▶ EXERCISE OBJECTIVE
In the records below, find every line with the word "optional" and copy it.

▶ INPUT FOR THIS TASK
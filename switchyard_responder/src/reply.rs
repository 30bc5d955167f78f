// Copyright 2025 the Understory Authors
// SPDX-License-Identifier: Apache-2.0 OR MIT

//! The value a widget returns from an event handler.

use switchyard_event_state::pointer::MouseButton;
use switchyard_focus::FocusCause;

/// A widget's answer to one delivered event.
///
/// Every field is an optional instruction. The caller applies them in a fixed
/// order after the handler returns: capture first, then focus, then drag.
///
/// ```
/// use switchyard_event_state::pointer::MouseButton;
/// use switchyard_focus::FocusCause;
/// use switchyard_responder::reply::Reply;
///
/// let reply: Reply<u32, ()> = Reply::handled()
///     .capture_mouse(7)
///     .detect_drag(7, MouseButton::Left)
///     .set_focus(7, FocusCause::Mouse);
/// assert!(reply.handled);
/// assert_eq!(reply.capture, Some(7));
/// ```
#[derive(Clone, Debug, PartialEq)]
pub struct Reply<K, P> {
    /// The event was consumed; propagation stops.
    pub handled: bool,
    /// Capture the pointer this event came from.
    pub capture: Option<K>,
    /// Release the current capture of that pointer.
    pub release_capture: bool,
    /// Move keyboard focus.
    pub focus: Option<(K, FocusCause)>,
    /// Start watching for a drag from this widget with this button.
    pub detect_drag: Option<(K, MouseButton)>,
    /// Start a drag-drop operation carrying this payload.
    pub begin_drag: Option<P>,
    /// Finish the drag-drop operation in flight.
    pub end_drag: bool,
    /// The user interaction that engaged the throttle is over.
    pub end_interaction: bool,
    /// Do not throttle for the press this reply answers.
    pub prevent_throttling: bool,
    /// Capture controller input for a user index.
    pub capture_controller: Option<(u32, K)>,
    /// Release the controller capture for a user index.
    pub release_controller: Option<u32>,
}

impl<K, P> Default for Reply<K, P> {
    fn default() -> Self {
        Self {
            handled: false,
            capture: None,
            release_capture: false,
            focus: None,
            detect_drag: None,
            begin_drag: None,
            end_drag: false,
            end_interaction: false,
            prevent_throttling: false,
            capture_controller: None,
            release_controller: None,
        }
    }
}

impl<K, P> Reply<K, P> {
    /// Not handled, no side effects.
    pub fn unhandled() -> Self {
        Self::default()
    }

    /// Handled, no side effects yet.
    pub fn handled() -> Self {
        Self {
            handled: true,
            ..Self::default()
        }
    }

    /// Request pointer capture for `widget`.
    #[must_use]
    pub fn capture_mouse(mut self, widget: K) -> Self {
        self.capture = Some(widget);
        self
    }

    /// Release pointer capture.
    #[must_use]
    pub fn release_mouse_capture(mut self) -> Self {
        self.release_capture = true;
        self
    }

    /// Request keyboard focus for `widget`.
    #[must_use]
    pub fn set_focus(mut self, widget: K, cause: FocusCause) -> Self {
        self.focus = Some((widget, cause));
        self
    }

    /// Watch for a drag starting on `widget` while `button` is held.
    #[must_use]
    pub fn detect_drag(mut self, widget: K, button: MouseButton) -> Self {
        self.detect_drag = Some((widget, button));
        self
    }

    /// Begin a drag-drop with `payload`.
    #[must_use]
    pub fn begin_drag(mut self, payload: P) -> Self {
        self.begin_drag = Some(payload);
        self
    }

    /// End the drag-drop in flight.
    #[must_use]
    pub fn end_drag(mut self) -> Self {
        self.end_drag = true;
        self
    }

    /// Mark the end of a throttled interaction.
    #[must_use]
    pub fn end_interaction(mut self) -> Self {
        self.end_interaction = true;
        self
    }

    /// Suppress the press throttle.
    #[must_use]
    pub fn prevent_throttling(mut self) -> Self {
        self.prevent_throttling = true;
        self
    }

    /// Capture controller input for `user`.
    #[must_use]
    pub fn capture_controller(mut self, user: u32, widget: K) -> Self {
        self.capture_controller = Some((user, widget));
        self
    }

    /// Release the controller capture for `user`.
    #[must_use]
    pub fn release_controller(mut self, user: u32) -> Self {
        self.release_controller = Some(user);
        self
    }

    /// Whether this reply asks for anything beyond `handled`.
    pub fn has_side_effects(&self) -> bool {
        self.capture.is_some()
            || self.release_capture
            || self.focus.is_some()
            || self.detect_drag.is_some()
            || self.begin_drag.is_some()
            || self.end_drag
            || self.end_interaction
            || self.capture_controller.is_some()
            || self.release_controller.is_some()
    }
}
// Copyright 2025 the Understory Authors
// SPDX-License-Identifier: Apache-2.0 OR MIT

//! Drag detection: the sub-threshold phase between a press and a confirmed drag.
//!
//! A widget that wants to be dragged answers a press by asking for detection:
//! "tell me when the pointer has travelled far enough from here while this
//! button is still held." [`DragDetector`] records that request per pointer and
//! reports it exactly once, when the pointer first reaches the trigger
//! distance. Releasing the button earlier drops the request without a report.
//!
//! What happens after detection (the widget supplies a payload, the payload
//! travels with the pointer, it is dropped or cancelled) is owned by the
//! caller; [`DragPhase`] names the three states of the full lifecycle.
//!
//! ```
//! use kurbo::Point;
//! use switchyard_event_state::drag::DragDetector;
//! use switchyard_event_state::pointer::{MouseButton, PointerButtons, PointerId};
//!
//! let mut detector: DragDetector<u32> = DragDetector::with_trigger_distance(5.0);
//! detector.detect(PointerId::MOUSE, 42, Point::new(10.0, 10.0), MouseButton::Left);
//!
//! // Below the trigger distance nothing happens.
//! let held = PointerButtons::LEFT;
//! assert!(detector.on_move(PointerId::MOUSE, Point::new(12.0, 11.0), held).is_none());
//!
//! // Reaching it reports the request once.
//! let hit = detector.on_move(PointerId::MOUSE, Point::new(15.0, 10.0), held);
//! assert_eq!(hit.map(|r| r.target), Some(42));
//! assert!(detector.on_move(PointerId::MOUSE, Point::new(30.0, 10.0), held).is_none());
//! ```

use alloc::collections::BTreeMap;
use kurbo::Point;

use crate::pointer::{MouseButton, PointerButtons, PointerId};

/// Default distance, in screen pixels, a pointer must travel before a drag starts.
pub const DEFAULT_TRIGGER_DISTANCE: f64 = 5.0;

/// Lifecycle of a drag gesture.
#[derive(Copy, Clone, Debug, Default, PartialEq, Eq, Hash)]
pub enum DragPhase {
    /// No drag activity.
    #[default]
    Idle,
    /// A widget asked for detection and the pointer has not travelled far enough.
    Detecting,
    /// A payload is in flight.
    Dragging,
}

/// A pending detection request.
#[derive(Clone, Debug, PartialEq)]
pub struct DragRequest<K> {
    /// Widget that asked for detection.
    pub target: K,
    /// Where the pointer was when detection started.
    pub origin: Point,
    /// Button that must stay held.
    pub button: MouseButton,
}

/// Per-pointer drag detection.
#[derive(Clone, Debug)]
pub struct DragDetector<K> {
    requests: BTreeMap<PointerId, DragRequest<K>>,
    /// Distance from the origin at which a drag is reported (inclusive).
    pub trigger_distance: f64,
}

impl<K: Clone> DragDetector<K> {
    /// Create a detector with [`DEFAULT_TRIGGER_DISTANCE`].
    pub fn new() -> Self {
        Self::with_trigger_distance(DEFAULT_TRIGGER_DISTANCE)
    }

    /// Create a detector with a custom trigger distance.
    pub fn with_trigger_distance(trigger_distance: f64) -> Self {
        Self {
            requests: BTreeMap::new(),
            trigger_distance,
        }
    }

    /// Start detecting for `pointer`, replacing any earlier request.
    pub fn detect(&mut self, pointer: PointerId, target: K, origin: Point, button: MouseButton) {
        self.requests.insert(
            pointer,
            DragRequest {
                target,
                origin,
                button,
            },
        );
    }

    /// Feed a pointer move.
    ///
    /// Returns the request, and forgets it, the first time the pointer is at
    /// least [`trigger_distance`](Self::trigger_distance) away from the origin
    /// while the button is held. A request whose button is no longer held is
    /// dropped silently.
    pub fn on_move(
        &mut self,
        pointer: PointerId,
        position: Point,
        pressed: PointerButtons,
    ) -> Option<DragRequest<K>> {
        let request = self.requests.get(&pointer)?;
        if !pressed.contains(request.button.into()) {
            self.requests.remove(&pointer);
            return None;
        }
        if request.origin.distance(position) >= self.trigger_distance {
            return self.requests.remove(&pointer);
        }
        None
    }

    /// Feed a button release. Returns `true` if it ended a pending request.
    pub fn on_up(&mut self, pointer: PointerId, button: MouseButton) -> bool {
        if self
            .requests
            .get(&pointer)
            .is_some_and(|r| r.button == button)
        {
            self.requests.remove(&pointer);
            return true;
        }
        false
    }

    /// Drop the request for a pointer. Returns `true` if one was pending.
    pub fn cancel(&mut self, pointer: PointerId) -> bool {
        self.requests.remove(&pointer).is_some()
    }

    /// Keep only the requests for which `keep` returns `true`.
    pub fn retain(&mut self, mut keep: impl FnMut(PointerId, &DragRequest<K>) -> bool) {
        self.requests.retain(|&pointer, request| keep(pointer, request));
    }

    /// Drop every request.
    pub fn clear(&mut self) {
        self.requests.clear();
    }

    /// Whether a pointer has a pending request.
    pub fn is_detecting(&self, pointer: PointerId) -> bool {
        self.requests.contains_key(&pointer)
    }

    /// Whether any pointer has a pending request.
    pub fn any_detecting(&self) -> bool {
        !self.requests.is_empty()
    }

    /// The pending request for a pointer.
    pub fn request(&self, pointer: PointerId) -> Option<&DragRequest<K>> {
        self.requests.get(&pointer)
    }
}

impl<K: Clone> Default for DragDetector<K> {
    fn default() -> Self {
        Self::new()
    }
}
==
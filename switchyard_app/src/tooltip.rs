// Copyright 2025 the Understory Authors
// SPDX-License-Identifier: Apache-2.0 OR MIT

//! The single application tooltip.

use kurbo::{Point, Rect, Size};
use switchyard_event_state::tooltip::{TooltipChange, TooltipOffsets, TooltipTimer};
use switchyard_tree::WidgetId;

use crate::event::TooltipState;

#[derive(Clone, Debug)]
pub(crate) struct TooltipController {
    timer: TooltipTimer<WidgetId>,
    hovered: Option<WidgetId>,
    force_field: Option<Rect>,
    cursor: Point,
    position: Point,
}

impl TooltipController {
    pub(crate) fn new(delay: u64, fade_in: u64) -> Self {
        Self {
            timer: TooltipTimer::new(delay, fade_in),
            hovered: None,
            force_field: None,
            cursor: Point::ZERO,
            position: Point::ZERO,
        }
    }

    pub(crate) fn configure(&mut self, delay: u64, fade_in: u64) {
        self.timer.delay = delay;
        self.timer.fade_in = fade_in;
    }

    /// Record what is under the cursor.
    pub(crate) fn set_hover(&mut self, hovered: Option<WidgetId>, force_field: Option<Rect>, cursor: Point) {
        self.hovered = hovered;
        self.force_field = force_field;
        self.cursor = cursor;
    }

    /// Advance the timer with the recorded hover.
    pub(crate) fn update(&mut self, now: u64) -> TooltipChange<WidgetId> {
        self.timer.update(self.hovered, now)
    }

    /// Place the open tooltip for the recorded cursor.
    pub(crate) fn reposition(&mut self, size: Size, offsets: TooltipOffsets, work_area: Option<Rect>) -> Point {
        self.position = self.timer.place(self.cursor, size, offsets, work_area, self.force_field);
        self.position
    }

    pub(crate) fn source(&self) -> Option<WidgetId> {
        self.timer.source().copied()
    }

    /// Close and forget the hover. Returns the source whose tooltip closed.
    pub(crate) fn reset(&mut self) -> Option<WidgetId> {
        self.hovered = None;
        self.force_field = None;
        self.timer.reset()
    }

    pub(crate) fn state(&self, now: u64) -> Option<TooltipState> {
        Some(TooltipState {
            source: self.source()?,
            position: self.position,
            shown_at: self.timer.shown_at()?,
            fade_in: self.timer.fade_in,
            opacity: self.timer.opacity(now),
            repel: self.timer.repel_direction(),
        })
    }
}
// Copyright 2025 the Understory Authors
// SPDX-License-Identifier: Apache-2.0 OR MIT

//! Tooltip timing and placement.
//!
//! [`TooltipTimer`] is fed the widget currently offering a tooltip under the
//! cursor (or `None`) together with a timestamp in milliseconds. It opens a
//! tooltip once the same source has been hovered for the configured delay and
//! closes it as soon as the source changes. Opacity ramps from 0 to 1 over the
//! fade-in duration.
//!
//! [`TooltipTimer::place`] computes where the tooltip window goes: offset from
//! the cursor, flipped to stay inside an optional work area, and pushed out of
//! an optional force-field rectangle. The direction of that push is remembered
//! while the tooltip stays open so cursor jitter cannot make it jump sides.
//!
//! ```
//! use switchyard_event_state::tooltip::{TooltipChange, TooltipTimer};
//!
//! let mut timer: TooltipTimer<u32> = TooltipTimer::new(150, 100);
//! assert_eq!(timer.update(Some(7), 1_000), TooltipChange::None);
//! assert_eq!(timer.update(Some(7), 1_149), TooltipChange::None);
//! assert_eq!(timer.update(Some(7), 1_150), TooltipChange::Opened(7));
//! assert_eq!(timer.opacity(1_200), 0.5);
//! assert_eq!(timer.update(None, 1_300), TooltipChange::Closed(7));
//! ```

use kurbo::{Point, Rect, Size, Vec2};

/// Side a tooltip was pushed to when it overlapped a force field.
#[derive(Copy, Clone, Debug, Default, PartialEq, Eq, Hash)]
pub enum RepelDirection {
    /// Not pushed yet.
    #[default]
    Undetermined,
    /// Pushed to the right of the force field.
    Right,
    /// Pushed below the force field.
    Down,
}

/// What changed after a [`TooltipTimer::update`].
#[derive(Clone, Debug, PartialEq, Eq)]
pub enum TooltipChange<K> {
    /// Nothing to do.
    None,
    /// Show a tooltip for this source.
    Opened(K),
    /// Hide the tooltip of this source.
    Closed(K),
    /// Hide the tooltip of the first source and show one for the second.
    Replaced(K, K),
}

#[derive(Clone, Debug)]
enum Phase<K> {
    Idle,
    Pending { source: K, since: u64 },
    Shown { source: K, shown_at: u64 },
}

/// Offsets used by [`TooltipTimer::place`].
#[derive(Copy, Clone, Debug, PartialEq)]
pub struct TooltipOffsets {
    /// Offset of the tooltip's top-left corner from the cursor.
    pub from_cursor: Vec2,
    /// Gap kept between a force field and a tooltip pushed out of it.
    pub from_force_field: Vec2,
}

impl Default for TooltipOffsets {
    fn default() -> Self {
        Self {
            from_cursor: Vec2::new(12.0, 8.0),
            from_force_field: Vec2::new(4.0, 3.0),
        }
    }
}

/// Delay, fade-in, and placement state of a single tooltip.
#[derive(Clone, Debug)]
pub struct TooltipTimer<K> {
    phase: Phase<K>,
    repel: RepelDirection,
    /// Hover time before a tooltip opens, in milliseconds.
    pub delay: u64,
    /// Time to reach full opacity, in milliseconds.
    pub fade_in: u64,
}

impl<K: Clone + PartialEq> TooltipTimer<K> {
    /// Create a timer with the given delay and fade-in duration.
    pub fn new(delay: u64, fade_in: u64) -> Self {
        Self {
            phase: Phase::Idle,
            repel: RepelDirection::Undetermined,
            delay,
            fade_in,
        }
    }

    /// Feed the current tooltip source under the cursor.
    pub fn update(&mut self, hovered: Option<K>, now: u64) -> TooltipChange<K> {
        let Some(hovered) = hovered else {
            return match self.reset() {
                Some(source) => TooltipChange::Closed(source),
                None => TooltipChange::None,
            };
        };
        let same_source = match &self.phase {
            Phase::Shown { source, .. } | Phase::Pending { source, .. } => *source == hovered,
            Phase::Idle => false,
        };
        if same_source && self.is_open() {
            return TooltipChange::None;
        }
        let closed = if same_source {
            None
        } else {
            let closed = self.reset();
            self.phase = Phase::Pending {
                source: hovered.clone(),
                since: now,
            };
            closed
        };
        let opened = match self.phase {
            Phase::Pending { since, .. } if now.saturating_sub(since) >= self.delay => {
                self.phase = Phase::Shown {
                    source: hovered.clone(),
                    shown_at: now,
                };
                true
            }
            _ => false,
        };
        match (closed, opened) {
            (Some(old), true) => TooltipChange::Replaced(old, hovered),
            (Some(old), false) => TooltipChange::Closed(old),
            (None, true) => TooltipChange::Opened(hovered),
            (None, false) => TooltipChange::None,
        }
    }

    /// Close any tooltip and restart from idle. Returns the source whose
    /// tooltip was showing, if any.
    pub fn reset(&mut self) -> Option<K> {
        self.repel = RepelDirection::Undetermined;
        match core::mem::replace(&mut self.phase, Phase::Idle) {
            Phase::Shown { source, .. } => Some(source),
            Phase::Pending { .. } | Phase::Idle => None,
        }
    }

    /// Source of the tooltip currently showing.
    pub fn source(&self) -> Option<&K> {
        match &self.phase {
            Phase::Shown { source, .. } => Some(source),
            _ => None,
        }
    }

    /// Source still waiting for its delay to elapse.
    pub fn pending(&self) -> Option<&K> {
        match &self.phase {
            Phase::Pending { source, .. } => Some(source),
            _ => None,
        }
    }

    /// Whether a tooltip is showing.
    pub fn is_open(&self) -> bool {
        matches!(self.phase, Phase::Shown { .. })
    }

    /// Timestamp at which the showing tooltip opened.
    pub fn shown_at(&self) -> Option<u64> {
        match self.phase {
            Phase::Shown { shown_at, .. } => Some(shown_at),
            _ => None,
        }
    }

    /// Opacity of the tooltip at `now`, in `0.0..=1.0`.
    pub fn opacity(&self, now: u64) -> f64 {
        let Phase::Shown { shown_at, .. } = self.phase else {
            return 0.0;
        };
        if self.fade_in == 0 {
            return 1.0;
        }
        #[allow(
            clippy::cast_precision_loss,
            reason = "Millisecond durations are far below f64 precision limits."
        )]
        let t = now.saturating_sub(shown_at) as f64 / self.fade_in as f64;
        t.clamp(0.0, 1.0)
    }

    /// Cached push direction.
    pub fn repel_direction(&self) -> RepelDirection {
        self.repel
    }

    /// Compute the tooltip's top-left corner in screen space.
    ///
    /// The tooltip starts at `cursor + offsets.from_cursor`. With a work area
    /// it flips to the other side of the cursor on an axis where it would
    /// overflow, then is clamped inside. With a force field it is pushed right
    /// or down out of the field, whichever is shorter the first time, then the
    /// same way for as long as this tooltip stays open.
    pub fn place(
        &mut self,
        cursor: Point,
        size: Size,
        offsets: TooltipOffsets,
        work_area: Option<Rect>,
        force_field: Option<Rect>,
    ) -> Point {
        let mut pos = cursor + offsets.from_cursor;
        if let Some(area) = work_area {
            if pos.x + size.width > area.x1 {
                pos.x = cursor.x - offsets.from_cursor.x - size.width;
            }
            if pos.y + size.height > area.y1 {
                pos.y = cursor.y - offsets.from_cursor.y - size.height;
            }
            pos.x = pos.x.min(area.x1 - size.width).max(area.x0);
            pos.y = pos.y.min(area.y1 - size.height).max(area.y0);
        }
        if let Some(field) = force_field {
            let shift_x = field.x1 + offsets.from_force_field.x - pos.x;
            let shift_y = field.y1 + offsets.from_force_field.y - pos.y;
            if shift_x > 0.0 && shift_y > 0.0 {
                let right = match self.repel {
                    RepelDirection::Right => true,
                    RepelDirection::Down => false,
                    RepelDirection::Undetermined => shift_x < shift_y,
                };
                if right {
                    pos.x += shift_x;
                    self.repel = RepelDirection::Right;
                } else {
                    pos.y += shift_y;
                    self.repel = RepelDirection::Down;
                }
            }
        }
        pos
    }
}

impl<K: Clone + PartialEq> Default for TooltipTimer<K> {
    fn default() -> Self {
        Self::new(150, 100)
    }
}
---
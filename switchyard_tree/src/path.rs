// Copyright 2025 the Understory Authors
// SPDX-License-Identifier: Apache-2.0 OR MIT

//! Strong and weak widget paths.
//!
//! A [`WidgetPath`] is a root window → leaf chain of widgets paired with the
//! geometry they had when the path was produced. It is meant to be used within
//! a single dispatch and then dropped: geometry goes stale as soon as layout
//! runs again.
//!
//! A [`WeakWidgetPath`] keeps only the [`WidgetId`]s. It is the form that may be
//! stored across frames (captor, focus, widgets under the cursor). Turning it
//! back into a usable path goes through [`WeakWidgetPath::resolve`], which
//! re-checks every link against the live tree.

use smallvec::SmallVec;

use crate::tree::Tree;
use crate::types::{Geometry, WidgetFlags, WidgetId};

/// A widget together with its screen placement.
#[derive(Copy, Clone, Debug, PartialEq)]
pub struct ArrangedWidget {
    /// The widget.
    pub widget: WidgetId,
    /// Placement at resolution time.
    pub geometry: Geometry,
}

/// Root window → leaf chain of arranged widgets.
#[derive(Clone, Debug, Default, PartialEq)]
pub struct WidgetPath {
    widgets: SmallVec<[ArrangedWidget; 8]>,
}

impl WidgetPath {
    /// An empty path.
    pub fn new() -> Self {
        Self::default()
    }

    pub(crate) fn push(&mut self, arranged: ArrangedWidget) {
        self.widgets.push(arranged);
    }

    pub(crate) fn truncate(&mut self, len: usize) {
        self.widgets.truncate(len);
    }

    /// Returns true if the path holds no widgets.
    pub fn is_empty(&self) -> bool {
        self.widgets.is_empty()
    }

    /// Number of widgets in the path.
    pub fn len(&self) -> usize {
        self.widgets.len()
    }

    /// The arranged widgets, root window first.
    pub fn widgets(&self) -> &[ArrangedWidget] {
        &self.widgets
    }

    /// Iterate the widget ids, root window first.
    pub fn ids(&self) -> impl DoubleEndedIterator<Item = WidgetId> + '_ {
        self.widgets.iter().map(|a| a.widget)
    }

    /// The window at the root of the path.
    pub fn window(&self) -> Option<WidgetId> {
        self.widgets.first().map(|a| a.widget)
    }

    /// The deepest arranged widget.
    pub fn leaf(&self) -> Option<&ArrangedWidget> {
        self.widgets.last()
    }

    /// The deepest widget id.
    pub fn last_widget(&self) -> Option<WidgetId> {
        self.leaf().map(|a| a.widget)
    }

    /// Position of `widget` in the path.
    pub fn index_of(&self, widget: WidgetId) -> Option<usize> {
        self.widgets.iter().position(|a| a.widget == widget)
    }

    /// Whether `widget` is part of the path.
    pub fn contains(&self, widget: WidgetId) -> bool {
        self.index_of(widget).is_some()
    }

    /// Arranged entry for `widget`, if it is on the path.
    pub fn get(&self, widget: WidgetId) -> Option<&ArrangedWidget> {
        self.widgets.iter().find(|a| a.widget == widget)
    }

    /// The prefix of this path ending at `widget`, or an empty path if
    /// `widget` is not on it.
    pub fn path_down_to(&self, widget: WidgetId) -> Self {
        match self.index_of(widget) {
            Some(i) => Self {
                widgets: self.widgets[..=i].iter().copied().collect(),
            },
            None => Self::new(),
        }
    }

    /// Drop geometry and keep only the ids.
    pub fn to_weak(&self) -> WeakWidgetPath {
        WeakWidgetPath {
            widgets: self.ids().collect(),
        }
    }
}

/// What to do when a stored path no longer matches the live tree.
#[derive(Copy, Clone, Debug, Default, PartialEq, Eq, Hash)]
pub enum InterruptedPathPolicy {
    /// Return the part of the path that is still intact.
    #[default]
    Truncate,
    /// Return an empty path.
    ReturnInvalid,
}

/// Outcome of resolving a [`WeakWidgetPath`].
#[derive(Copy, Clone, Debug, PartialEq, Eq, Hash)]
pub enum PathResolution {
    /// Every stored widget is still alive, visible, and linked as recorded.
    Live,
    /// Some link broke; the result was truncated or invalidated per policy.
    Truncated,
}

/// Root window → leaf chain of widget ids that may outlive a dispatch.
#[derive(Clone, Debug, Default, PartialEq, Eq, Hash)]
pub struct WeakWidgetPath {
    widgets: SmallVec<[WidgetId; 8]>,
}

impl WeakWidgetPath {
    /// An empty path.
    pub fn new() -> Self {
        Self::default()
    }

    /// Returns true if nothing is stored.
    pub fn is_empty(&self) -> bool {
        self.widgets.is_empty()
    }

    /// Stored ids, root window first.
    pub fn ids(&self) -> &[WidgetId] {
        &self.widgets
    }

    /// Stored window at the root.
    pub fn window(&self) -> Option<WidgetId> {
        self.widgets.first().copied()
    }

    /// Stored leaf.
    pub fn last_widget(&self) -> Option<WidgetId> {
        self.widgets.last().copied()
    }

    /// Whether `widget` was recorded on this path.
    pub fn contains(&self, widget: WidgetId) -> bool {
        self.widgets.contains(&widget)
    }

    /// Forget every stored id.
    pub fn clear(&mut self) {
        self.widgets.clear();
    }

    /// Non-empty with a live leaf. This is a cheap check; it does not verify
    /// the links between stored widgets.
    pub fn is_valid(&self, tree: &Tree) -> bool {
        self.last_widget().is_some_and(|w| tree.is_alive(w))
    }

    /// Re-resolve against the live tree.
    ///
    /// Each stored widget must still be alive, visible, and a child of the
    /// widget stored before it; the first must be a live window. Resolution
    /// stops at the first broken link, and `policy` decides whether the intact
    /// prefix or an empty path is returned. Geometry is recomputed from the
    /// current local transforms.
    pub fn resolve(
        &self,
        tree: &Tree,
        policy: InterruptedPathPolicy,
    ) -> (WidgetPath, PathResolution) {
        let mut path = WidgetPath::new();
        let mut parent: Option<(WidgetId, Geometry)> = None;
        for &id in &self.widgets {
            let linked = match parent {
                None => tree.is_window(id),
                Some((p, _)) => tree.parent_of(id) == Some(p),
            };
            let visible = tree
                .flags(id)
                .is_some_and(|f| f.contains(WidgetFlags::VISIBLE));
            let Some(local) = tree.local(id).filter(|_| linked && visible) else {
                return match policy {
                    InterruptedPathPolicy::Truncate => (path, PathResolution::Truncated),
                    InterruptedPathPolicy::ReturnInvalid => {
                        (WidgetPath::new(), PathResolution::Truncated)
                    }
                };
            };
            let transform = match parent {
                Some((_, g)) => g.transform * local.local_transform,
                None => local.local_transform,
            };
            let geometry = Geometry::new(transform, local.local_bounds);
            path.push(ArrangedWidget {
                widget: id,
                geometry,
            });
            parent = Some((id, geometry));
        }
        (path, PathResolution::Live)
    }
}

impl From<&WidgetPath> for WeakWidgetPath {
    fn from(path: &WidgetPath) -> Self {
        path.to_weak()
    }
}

▶ RESPONSE TO THIS EXERCISE
/// Every field is an optional instruction. The caller applies them in a fixed
//! the cursor, flipped to stay inside an optional work area, and pushed out of
//! an optional force-field rectangle. The direction of that push is remembered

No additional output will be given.